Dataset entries
* * *

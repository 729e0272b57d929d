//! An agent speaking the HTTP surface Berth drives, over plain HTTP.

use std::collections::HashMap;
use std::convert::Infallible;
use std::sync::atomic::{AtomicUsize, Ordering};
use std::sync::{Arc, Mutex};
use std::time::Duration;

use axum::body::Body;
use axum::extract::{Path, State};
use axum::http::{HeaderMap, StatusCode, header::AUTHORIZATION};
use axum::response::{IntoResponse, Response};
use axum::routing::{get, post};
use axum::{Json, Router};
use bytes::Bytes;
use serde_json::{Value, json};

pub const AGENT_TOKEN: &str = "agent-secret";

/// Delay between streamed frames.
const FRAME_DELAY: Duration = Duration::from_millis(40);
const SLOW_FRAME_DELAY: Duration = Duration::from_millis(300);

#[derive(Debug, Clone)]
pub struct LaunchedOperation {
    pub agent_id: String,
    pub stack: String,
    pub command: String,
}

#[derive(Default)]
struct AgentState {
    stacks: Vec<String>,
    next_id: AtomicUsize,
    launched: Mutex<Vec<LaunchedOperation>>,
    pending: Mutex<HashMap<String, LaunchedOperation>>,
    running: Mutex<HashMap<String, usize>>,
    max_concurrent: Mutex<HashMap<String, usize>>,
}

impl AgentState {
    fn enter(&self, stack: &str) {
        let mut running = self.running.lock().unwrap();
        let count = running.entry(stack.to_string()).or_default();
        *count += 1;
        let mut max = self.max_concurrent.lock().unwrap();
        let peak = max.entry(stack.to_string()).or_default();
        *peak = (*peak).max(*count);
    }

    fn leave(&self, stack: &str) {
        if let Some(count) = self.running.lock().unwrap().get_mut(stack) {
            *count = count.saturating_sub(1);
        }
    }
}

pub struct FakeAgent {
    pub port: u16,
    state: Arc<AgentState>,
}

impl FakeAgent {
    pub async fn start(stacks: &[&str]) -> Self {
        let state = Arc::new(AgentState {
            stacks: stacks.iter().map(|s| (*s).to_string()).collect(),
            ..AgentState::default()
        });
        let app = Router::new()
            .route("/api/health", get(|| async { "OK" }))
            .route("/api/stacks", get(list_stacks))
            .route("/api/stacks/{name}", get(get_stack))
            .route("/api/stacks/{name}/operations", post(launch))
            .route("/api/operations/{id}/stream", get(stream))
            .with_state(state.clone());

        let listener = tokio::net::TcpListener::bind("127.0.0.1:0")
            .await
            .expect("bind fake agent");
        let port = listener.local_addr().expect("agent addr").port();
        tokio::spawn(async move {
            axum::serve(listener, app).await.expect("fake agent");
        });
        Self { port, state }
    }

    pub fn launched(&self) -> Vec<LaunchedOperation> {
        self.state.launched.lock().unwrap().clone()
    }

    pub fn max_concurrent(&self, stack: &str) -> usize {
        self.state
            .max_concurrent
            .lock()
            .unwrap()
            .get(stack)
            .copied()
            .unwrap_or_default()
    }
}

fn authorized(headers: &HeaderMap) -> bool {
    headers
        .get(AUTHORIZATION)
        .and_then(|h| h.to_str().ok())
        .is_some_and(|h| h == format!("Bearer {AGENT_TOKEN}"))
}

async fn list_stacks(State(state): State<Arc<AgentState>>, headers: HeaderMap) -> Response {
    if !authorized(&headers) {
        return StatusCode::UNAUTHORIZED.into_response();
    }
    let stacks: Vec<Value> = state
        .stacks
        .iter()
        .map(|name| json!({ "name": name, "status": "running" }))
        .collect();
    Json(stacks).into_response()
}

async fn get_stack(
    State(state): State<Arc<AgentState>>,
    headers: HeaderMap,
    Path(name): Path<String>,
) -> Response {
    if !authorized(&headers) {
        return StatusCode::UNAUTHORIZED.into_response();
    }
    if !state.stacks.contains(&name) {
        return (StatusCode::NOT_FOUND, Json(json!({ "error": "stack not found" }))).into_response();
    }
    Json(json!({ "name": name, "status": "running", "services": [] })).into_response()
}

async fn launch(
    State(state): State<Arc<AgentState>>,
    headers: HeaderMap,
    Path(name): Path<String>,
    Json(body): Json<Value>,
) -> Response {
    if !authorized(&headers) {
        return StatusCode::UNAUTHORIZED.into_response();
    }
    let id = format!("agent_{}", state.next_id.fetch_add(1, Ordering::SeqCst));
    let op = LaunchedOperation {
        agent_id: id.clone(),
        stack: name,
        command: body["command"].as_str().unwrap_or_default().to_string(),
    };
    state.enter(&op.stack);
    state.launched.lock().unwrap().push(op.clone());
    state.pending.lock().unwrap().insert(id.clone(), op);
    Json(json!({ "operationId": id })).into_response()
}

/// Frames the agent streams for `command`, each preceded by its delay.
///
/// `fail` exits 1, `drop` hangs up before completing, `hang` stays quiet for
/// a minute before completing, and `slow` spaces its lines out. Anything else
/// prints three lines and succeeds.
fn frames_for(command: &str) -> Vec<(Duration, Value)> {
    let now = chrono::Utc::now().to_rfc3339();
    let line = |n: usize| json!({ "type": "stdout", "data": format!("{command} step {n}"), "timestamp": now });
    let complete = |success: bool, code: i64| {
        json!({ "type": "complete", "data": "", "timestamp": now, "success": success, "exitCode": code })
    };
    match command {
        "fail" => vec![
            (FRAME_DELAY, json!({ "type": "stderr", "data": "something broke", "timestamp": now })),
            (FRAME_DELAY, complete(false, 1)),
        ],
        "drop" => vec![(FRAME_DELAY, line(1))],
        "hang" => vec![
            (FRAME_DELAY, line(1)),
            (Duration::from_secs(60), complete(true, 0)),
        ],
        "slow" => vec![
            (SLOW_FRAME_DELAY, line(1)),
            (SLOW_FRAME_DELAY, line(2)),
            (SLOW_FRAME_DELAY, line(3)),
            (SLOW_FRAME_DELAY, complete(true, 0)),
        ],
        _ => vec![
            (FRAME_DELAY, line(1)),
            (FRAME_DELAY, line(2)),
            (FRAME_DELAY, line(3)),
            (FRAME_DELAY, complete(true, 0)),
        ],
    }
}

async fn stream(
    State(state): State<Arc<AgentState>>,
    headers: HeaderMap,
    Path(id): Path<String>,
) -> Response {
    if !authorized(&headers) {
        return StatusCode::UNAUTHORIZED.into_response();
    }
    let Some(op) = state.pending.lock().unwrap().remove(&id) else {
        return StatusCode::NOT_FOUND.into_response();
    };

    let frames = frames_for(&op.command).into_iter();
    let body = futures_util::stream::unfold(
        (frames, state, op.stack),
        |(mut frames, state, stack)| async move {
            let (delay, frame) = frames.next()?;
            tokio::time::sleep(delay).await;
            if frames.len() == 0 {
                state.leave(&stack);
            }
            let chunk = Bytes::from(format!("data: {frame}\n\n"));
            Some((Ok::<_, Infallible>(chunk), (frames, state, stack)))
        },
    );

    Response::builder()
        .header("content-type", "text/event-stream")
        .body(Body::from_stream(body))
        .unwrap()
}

* * *

To do: Where a line of the records above holds the word "listener", count it; give the total as a single number and nothing else.

Task response: 3